• **Work request**:
Every record that follows should be output exactly as it is given.

• **Supplied records**:
╭──

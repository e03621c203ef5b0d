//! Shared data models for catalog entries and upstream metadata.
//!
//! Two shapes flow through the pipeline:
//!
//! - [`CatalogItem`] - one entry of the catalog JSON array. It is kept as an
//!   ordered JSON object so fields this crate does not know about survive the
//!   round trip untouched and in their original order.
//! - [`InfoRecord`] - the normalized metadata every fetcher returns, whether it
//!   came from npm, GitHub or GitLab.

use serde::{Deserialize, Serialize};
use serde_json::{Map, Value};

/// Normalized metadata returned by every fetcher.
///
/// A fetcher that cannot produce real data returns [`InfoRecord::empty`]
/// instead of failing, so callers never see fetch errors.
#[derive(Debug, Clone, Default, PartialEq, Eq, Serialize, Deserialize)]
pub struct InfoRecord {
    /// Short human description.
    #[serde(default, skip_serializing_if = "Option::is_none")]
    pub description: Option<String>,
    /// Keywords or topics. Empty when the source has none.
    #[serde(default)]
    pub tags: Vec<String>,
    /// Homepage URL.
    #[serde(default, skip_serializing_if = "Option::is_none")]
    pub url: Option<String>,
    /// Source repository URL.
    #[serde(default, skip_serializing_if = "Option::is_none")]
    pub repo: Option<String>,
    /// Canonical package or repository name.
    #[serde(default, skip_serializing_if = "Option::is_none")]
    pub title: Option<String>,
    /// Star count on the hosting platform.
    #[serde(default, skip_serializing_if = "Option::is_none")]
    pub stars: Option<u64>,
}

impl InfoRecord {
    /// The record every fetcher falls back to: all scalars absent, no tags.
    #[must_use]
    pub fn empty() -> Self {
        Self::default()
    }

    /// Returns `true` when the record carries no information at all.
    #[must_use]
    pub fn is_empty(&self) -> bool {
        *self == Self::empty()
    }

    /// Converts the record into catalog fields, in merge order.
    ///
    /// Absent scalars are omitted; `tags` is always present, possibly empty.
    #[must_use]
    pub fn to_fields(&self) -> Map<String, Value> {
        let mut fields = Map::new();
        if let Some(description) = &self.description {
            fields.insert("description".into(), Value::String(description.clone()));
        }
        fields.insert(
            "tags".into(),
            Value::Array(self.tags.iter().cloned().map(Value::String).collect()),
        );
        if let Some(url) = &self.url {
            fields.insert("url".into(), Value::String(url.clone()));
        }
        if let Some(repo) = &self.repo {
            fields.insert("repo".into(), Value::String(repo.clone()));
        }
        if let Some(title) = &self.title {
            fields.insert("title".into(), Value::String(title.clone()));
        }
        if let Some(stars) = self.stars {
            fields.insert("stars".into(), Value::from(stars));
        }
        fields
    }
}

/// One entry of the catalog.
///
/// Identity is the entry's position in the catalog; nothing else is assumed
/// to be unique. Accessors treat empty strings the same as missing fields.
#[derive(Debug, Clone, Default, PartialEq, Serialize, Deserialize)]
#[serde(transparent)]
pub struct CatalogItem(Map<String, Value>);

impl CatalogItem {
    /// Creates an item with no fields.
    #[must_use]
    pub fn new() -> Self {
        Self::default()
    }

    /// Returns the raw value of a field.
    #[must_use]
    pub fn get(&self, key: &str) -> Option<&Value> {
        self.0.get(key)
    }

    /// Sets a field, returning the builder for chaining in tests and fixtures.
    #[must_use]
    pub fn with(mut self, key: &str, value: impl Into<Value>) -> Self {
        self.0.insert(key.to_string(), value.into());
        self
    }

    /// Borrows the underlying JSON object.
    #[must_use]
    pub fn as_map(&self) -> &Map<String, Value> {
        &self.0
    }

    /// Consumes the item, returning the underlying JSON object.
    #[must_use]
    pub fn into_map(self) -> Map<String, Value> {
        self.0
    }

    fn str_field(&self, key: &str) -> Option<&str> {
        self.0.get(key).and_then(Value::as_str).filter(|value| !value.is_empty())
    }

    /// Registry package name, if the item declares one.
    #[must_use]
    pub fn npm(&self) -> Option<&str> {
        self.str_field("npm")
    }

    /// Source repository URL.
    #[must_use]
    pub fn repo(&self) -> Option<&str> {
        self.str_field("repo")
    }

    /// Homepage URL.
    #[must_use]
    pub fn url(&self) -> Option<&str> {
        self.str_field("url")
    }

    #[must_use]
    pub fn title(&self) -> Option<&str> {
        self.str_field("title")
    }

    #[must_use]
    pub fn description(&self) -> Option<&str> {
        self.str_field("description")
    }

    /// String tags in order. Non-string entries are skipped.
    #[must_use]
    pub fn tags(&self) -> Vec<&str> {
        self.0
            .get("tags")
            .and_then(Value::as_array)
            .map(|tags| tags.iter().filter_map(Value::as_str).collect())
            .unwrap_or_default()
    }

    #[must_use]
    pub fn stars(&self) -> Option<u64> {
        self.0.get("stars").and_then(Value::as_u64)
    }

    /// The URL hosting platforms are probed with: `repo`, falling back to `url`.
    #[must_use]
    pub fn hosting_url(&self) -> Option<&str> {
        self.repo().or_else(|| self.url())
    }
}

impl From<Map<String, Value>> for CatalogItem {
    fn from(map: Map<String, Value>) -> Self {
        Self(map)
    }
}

╰──

• **Result of this task**:
repository e03621c203ef5b0d
//! Shared data models for catalog entries and upstream metadata.
//!
//! Two shapes flow through the pipeline:
//!
//! - [`CatalogItem`] - one entry of the catalog JSON array. It is kept as an
//!   ordered JSON object so fields this crate does not know about survive the
//!   round trip untouched and in their original order.
//! - [`InfoRecord`] - the normalized metadata every fetcher returns, whether it
//!   came from npm, GitHub or GitLab.

use serde::{Deserialize, Serialize};
use serde_json::{Map, Value};

/// Normalized metadata returned by every fetcher.
///
/// A fetcher that cannot produce real data returns [`InfoRecord::empty`]
/// instead of failing, so callers never see fetch errors.
#[derive(Debug, Clone, Default, PartialEq, Eq, Serialize, Deserialize)]
pub struct InfoRecord {
    /// Short human description.
    #[serde(default, skip_serializing_if = "Option::is_none")]
    pub description: Option<String>,
    /// Keywords or topics. Empty when the source has none.
    #[serde(default)]
    pub tags: Vec<String>,
    /// Homepage URL.
    #[serde(default, skip_serializing_if = "Option::is_none")]
    pub url: Option<String>,
    /// Source repository URL.
    #[serde(default, skip_serializing_if = "Option::is_none")]
    pub repo: Option<String>,
    /// Canonical package or repository name.
    #[serde(default, skip_serializing_if = "Option::is_none")]
    pub title: Option<String>,
    /// Star count on the hosting platform.
    #[serde(default, skip_serializing_if = "Option::is_none")]
    pub stars: Option<u64>,
}

impl InfoRecord {
    /// The record every fetcher falls back to: all scalars absent, no tags.
    #[must_use]
    pub fn empty() -> Self {
        Self::default()
    }

    /// Returns `true` when the record carries no information at all.
    #[must_use]
    pub fn is_empty(&self) -> bool {
        *self == Self::empty()
    }

    /// Converts the record into catalog fields, in merge order.
    ///
    /// Absent scalars are omitted; `tags` is always present, possibly empty.
    #[must_use]
    pub fn to_fields(&self) -> Map<String, Value> {
        let mut fields = Map::new();
        if let Some(description) = &self.description {
            fields.insert("description".into(), Value::String(description.clone()));
        }
        fields.insert(
            "tags".into(),
            Value::Array(self.tags.iter().cloned().map(Value::String).collect()),
        );
        if let Some(url) = &self.url {
            fields.insert("url".into(), Value::String(url.clone()));
        }
        if let Some(repo) = &self.repo {
            fields.insert("repo".into(), Value::String(repo.clone()));
        }
        if let Some(title) = &self.title {
            fields.insert("title".into(), Value::String(title.clone()));
        }
        if let Some(stars) = self.stars {
            fields.insert("stars".into(), Value::from(stars));
        }
        fields
    }
}

/// One entry of the catalog.
///
/// Identity is the entry's position in the catalog; nothing else is assumed
/// to be unique. Accessors treat empty strings the same as missing fields.
#[derive(Debug, Clone, Default, PartialEq, Serialize, Deserialize)]
#[serde(transparent)]
pub struct CatalogItem(Map<String, Value>);

impl CatalogItem {
    /// Creates an item with no fields.
    #[must_use]
    pub fn new() -> Self {
        Self::default()
    }

    /// Returns the raw value of a field.
    #[must_use]
    pub fn get(&self, key: &str) -> Option<&Value> {
        self.0.get(key)
    }

    /// Sets a field, returning the builder for chaining in tests and fixtures.
    #[must_use]
    pub fn with(mut self, key: &str, value: impl Into<Value>) -> Self {
        self.0.insert(key.to_string(), value.into());
        self
    }

    /// Borrows the underlying JSON object.
    #[must_use]
    pub fn as_map(&self) -> &Map<String, Value> {
        &self.0
    }

    /// Consumes the item, returning the underlying JSON object.
    #[must_use]
    pub fn into_map(self) -> Map<String, Value> {
        self.0
    }

    fn str_field(&self, key: &str) -> Option<&str> {
        self.0.get(key).and_then(Value::as_str).filter(|value| !value.is_empty())
    }

    /// Registry package name, if the item declares one.
    #[must_use]
    pub fn npm(&self) -> Option<&str> {
        self.str_field("npm")
    }

    /// Source repository URL.
    #[must_use]
    pub fn repo(&self) -> Option<&str> {
        self.str_field("repo")
    }

    /// Homepage URL.
    #[must_use]
    pub fn url(&self) -> Option<&str> {
        self.str_field("url")
    }

    #[must_use]
    pub fn title(&self) -> Option<&str> {
        self.str_field("title")
    }

    #[must_use]
    pub fn description(&self) -> Option<&str> {
        self.str_field("description")
    }

    /// String tags in order. Non-string entries are skipped.
    #[must_use]
    pub fn tags(&self) -> Vec<&str> {
        self.0
            .get("tags")
            .and_then(Value::as_array)
            .map(|tags| tags.iter().filter_map(Value::as_str).collect())
            .unwrap_or_default()
    }

    #[must_use]
    pub fn stars(&self) -> Option<u64> {
        self.0.get("stars").and_then(Value::as_u64)
    }

    /// The URL hosting platforms are probed with: `repo`, falling back to `url`.
    #[must_use]
    pub fn hosting_url(&self) -> Option<&str> {
        self.repo().or_else(|| self.url())
    }
}

impl From<Map<String, Value>> for CatalogItem {
    fn from(map: Map<String, Value>) -> Self {
        Self(map)
    }
}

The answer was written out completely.